### INPUT DATA ###

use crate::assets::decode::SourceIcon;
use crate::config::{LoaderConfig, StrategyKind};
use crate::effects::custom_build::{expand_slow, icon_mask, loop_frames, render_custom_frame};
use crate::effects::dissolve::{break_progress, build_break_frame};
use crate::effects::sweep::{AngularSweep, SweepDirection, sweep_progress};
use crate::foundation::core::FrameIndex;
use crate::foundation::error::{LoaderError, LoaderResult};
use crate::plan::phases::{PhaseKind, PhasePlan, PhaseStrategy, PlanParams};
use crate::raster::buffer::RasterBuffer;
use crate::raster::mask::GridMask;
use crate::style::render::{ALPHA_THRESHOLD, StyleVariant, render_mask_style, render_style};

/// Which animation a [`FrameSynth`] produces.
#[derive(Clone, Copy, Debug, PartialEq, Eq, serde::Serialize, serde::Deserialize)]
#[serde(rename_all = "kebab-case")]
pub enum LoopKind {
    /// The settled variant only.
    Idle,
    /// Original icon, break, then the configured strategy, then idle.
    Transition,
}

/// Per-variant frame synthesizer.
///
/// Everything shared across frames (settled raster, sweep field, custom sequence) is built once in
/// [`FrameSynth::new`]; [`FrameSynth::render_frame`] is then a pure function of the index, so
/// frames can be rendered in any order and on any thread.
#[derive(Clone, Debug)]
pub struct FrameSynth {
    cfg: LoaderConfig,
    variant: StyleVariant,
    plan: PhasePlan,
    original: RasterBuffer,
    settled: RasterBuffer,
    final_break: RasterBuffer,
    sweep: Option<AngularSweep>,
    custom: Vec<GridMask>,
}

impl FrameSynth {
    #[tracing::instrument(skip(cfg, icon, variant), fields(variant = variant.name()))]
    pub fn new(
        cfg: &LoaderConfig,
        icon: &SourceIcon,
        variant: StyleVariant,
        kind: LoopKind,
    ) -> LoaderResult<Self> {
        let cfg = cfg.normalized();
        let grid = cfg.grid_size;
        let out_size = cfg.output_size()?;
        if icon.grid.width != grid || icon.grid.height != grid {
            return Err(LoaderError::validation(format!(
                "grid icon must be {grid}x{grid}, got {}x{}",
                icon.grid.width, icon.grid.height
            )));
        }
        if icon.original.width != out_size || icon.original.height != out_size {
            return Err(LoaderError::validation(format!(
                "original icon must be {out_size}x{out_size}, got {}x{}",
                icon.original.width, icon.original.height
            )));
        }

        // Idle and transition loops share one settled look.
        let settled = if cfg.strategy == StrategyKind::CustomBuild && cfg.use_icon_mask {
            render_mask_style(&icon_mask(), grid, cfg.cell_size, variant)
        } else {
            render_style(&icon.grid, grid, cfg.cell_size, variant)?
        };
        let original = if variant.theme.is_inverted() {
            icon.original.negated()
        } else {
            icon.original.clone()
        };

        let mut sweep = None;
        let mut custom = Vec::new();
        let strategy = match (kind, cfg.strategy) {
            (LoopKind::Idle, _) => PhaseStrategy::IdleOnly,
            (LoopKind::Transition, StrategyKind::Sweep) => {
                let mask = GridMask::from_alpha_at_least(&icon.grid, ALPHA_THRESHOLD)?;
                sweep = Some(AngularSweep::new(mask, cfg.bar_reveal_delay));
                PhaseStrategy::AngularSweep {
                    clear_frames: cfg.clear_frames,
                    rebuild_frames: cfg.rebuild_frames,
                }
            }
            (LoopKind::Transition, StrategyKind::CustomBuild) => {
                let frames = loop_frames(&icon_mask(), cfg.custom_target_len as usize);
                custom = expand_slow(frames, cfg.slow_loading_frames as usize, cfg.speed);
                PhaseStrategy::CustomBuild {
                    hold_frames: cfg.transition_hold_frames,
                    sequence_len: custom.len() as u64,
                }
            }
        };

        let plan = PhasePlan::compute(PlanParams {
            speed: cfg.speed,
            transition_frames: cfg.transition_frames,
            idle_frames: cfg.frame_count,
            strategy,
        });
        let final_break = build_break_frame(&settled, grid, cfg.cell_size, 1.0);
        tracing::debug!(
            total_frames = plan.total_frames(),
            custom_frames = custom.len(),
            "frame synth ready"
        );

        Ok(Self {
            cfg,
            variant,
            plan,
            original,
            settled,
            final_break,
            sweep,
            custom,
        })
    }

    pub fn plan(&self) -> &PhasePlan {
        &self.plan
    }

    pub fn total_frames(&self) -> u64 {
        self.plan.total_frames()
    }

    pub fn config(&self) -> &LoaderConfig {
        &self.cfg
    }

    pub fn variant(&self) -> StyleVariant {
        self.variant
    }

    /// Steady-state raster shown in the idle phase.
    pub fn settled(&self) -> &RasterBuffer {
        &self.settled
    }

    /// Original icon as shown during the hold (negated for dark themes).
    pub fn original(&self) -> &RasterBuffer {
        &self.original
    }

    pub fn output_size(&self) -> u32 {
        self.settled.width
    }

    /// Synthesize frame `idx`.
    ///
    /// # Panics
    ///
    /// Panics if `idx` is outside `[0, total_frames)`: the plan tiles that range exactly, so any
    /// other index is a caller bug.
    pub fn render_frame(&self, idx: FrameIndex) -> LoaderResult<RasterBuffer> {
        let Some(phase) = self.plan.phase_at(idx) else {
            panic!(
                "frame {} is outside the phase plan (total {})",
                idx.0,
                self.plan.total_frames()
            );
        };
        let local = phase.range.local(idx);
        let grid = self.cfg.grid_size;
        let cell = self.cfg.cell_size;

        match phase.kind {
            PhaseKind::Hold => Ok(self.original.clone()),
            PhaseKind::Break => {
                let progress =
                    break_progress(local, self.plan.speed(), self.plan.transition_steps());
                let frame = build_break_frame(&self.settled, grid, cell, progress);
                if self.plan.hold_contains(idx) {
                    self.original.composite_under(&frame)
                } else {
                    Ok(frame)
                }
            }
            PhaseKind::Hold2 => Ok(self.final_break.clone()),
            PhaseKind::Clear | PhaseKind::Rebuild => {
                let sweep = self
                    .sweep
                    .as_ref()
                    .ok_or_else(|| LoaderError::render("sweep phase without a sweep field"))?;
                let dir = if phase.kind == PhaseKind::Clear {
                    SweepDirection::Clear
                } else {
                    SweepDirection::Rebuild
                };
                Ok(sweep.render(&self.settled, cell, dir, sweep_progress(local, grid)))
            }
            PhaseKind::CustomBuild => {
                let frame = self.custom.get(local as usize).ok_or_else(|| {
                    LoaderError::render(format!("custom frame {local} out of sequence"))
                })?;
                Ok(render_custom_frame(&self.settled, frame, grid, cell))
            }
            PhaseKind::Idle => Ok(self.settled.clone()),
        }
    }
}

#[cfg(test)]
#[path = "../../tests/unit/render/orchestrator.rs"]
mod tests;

###

▸ EXERCISE AIM: Give back precisely the lines above that start at the line containing "let grid = self.cfg.grid_size;" and end at the line containing "grid, cell, progress);", inclusive. No other lines belong in the output.

▸ THE COMPLETED TASK:
        let grid = self.cfg.grid_size;
        let cell = self.cfg.cell_size;

        match phase.kind {
            PhaseKind::Hold => Ok(self.original.clone()),
            PhaseKind::Break => {
                let progress =
                    break_progress(local, self.plan.speed(), self.plan.transition_steps());
                let frame = build_break_frame(&self.settled, grid, cell, progress);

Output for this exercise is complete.